En su obra “Pasaje de ESPEJOS”, el escritor uruguayo Eduardo Galeano escribió: “En la primavera de 1979, el arzobispo de El Salvador, Oscar Arnulfo Romero, viajó al Vaticano. Pidió, rogó, mendigó una audiencia con el Papa Juan Pablo II, pero en vano. Por fin, poniéndose en la fila de los fieles que esperaban la bendición, Romero sorprendió a Su Santidad para robarle pocos minutos. Intentó entregarle un voluminoso informe, fotos, testimonios, pero el Papa no lo aceptó. “No tengo tiempo para leer tanta cosa” le respondió. Romero balbuceó que miles de salvadoreños habían sido torturados y asesinados por el poder militar. Que ayer no más, el ejército había acribillado a 25 personas ante las puertas de la catedral. El Santo Padre lo paró en seco: “No exagere, señor arzobispo” Y luego exigió, mandó, ordenó:

“Ustedes deben entenderse con el Gobierno. Un buen cristiano no crea problemas a la autoridad. La Iglesia quiere paz y armonía”. Diez meses después el arzobispo Romero cayó fulminado en una parroquia de El Salvador. Las balas lo mataron en plena misa, cuando estaba alzando la hostia. Juan Pablo II, no hace mucho, fue declarado beato.
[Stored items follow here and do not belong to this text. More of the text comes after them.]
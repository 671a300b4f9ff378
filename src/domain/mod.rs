//! Domain layer for settings reporting
//!
//! This module contains the parsed settings model, the extracted summary,
//! and the errors raised while reading them.

pub mod errors;
pub mod models;

// Re-export error types for convenient access
pub use errors::{SettingsError, SettingsResult};
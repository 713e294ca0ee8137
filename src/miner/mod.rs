// src/miner/mod.rs
//! Miner subprocess management
//!
//! This module contains everything concerning the external miner process:
//! - Launch command construction and per-platform executable lookup
//! - Parsing of the miner's line-oriented log output
//! - The supervisor owning the process handle and session state

/// Launch command construction and executable resolution
pub mod launcher;

/// Log-line parsing for shares and hashrate
pub mod parser;

/// Process supervision and session state
pub mod supervisor;

// Re-export main components for cleaner imports
pub use self::launcher::MinerCommand;
pub use self::parser::StatusDelta;
pub use self::supervisor::{MiningStatus, MiningSupervisor};
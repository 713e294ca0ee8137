// src/miner/launcher.rs
//! Launch command construction and per-platform executable lookup
//!
//! The lookup strategy is decided once at startup (or taken from the config
//! override) and injected into the supervisor; only the existence check runs
//! on every start, since the deployment may change underneath us.

use crate::types::{MINING_ALGORITHM, POOL_PASSWORD};
use crate::utils::error::MinerError;
use std::env;
use std::path::PathBuf;

/// Relative location of the bundled Windows miner build
const WINDOWS_MINER_PATH: &str = "miners/cpuminer-multi/cpuminer-gw64-core2.exe";

/// Bare command name resolved against PATH on Unix-like systems
const UNIX_MINER_NAME: &str = "cpuminer";

/// How the miner executable is located on this host
#[derive(Debug, Clone, PartialEq)]
pub enum MinerCommand {
    /// A fixed filesystem path that must exist (Windows bundled build, or a
    /// config override on any platform)
    FixedPath(PathBuf),
    /// A bare command name resolved against the PATH environment variable
    SearchPath(String),
}

impl MinerCommand {
    /// Picks the lookup strategy for a platform identifier as reported by
    /// `std::env::consts::OS` ("windows", "linux", "macos", ...)
    pub fn for_platform(os: &str) -> Self {
        match os {
            "windows" => MinerCommand::FixedPath(PathBuf::from(WINDOWS_MINER_PATH)),
            _ => MinerCommand::SearchPath(UNIX_MINER_NAME.into()),
        }
    }

    /// Picks the lookup strategy for the running host
    pub fn for_host() -> Self {
        Self::for_platform(env::consts::OS)
    }

    /// Resolves the executable, verifying it can actually be found
    ///
    /// # Returns
    /// * `Ok(PathBuf)` - Path to a present executable
    /// * `Err(MinerError::ExecutableNotFoundError)` - Nothing at the expected
    ///   location, or no PATH entry carries the command
    pub fn locate(&self) -> Result<PathBuf, MinerError> {
        match self {
            MinerCommand::FixedPath(path) => {
                if path.is_file() {
                    Ok(path.clone())
                } else {
                    Err(MinerError::ExecutableNotFoundError(path.clone()))
                }
            }
            MinerCommand::SearchPath(name) => search_path(name)
                .ok_or_else(|| MinerError::ExecutableNotFoundError(PathBuf::from(name))),
        }
    }
}

/// Walks the PATH environment variable looking for `name`
fn search_path(name: &str) -> Option<PathBuf> {
    let path_var = env::var_os("PATH")?;
    env::split_paths(&path_var)
        .map(|dir| dir.join(name))
        .find(|candidate| candidate.is_file())
}

/// Builds the miner argument vector
///
/// The shape is a wire contract with cpuminer-multi and must stay exactly:
/// `-a scrypt -o <pool> -u <wallet> -p x --threads=<N>`
pub fn build_args(pool: &str, wallet: &str, threads: usize) -> Vec<String> {
    vec![
        "-a".into(),
        MINING_ALGORITHM.into(),
        "-o".into(),
        pool.into(),
        "-u".into(),
        wallet.into(),
        "-p".into(),
        POOL_PASSWORD.into(),
        format!("--threads={}", threads),
    ]
}

impl std::fmt::Display for MinerCommand {
    fn fmt(&self, f: &mut std::fmt::Formatter<'_>) -> std::fmt::Result {
        match self {
            MinerCommand::FixedPath(path) => write!(f, "{}", path.display()),
            MinerCommand::SearchPath(name) => write!(f, "{} (via PATH)", name),
        }
    }
}
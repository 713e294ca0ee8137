// src/utils/error.rs
use std::io;
use std::path::PathBuf;
use thiserror::Error;

/// Main error type for the mining dashboard core
///
/// This enum represents all failure conditions of the supervisor and its
/// surrounding plumbing. State-conflict variants (`AlreadyRunningError`,
/// `NotRunningError`) are expected outcomes under concurrent callers, not
/// exceptional conditions; the web boundary turns every variant into a
/// structured error response.
#[derive(Error, Debug)]
pub enum MinerError {
    /// Invalid caller input (e.g. missing wallet address)
    #[error("Invalid input: {0}")]
    ValidationError(String),

    /// The miner executable could not be located on this host
    #[error("Mining software not found at {}. Please install cpuminer-multi.", .0.display())]
    ExecutableNotFoundError(PathBuf),

    /// A start was requested while a session is already live
    #[error("Mining is already running")]
    AlreadyRunningError,

    /// A stop was requested with no live session
    #[error("Mining is not running")]
    NotRunningError,

    /// The OS refused to create the miner process
    #[error("Failed to start mining: {0}")]
    LaunchError(#[source] io::Error),

    /// Signal delivery to the miner process failed
    #[error("Failed to stop mining: {0}")]
    TerminationError(#[source] io::Error),

    /// Configuration file or parameter errors
    #[error("Configuration error: {0}")]
    ConfigError(String),

    /// Standard I/O operation errors
    #[error("I/O error: {0}")]
    IoError(#[from] io::Error),

    /// JSON serialization errors when rendering status payloads
    #[error("JSON error: {0}")]
    JsonError(#[from] serde_json::Error),
}
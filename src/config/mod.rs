// src/config/mod.rs
//! Configuration management for the mining dashboard
//!
//! Handles loading and parsing the TOML configuration file and generating
//! commented templates. Configuration is read once at startup and injected
//! into the supervisor and monitoring loop.

/// Core configuration implementation
pub mod config;

// Re-export key items for easy access
pub use config::Config;

use crate::utils::error::MinerError;
use std::path::PathBuf;

/// Loads dashboard configuration from a TOML file
///
/// # Arguments
/// * `path` - Path to the configuration file (anything convertible to PathBuf)
///
/// # Returns
/// * `Ok(Config)` - Successfully loaded configuration
/// * `Err(MinerError)` - If the file couldn't be read or parsed
pub fn load(path: impl Into<PathBuf>) -> Result<Config, MinerError> {
    Config::load(path)
}

/// Generates a commented configuration template
pub fn generate_template() -> String {
    Config::generate_template()
}
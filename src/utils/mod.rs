// src/utils/mod.rs
//! Utility functions and shared infrastructure
//!
//! Contains error types and logging setup used across the crate.

/// Error types for supervisor, configuration and I/O failures
pub mod error;

/// Logging configuration
pub mod logging;

pub use error::MinerError;
pub use logging::init_logging;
La buena noticia llegó en la primera semana de febrero de este mismo año. El Vaticano anunció la decisión de avanzar rápidamente en la beatificación del arzobispo salvadoreño Oscar Arnulfo Romero, dinamizando de este modo un proceso iniciado en 1994 que estaba estancado por decisión primero de Juan Pablo II y después por Benedicto XVI. Con su decisión el papa Francisco envía un mensaje de empatía con la iglesia latinoamericana comprometida, de la cual Romero es una de sus figuras emblemáticas. Después de años de castigo Vaticano a la teología de la liberación, cuya ilustración gráfica más elocuente probablemente es la reprimenda pública de Juan Pablo II al sacerdote y ministro sandinista Ernesto Cardenal, el papa argentino da un giro y reconoce a través de Romero a otros muchos religiosos y religiosas asesinadas por crueles dictaduras en América Latina. En el caso de El Salvador es significativo que la conversión de Romero, de obispo tradicional a obispo comprometido con los pobres, como el mismo reconoció, fue a raíz del asesinato del jesuita Rutilio Grande por los escuadrones de la muerte, en marzo de 1977, sacerdote representativo de la teología de la liberación en el país centroamericano.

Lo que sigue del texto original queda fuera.